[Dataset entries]
━━━━━━━━━━━━━━━━━━━━

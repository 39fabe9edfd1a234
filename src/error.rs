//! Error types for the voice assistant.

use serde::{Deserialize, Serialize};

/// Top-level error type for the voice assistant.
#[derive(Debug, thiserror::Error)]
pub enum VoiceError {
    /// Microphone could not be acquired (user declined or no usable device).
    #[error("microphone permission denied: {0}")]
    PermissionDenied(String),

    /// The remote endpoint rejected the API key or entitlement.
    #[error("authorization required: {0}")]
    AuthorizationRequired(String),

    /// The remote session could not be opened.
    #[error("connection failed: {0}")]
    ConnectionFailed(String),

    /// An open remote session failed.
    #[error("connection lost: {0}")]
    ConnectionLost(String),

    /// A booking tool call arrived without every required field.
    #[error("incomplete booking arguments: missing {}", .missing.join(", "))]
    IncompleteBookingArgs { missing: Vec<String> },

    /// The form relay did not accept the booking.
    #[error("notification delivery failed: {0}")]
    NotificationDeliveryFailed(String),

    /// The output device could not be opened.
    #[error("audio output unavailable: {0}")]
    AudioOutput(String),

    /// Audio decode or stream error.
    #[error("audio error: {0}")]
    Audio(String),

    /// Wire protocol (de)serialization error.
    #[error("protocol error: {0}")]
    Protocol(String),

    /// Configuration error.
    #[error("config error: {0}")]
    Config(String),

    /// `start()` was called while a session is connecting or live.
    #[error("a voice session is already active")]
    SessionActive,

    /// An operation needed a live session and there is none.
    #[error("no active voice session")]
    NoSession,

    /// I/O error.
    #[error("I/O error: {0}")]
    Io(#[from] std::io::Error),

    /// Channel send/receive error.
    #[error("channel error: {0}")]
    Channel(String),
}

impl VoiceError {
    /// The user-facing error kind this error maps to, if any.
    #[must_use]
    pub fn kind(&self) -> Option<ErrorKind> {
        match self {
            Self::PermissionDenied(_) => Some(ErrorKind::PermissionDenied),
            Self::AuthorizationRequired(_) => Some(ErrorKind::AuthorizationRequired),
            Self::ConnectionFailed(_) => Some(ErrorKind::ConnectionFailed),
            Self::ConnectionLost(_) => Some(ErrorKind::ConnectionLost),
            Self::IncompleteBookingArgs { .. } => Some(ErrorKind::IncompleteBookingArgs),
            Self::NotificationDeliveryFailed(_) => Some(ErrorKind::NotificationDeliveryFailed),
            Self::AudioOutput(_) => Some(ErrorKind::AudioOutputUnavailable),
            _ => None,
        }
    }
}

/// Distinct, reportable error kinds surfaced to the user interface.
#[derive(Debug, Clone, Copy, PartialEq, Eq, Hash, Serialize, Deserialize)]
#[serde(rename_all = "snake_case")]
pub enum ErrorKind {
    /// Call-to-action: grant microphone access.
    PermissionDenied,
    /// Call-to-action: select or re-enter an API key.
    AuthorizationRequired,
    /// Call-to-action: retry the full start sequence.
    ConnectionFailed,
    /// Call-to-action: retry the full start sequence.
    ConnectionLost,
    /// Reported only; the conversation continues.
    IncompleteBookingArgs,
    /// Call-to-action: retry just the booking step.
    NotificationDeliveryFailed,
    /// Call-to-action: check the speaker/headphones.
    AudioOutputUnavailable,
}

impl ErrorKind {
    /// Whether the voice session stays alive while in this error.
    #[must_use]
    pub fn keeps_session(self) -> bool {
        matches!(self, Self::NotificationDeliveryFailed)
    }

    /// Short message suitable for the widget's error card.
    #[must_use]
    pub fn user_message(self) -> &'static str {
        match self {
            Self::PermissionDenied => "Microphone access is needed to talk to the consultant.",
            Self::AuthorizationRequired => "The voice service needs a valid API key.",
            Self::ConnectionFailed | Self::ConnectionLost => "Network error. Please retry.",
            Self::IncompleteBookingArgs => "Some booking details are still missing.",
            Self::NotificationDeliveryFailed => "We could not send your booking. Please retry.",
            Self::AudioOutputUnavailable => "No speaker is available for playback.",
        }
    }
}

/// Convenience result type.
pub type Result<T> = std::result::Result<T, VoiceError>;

━━━━━━━━━━━━━━━━━━━━

__AIM OF THE EXERCISE__
Nothing but the lines from the one containing "Convenience result type." through the end of the entries belongs in the answer; repeat them exactly.

__ANSWER BOX__
/// Convenience result type.
pub type Result<T> = std::result::Result<T, VoiceError>;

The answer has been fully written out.